START GIVEN ENTRIES
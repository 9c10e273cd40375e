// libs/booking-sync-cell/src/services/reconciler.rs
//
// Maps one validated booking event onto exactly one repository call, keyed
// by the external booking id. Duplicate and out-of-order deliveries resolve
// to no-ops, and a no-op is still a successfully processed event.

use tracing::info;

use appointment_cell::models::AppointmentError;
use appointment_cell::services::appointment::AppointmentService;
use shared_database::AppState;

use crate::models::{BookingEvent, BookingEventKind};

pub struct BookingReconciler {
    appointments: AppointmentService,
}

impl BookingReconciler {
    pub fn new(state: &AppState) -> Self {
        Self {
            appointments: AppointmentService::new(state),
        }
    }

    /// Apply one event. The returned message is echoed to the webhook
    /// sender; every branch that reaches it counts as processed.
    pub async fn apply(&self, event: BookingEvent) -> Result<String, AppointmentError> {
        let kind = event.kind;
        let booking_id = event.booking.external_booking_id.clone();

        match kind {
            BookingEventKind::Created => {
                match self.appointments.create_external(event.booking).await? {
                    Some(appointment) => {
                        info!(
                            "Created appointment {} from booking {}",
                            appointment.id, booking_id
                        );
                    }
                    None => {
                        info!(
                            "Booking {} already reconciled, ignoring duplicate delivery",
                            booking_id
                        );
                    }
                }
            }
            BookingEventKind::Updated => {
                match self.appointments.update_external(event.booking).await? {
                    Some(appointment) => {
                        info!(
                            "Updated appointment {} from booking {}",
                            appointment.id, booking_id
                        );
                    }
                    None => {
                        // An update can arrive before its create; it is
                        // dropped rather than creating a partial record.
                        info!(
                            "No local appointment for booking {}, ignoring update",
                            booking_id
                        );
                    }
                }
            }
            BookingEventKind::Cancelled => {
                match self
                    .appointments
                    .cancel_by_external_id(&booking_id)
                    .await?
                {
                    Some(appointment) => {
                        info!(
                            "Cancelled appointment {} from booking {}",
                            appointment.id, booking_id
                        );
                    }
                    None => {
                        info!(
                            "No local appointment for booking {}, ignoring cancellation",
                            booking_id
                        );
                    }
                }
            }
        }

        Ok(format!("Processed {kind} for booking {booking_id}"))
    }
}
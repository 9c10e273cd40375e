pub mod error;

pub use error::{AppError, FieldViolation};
END GIVEN ENTRIES
EXERCISE GOAL — Look above for the line containing "out-of-order deliveries resolve". Output from there through the line containing "let kind = event.kind;", exactly and inclusively.

RESPONSE —
// by the external booking id. Duplicate and out-of-order deliveries resolve
// to no-ops, and a no-op is still a successfully processed event.

use tracing::info;

use appointment_cell::models::AppointmentError;
use appointment_cell::services::appointment::AppointmentService;
use shared_database::AppState;

use crate::models::{BookingEvent, BookingEventKind};

pub struct BookingReconciler {
    appointments: AppointmentService,
}

impl BookingReconciler {
    pub fn new(state: &AppState) -> Self {
        Self {
            appointments: AppointmentService::new(state),
        }
    }

    /// Apply one event. The returned message is echoed to the webhook
    /// sender; every branch that reaches it counts as processed.
    pub async fn apply(&self, event: BookingEvent) -> Result<String, AppointmentError> {
        let kind = event.kind;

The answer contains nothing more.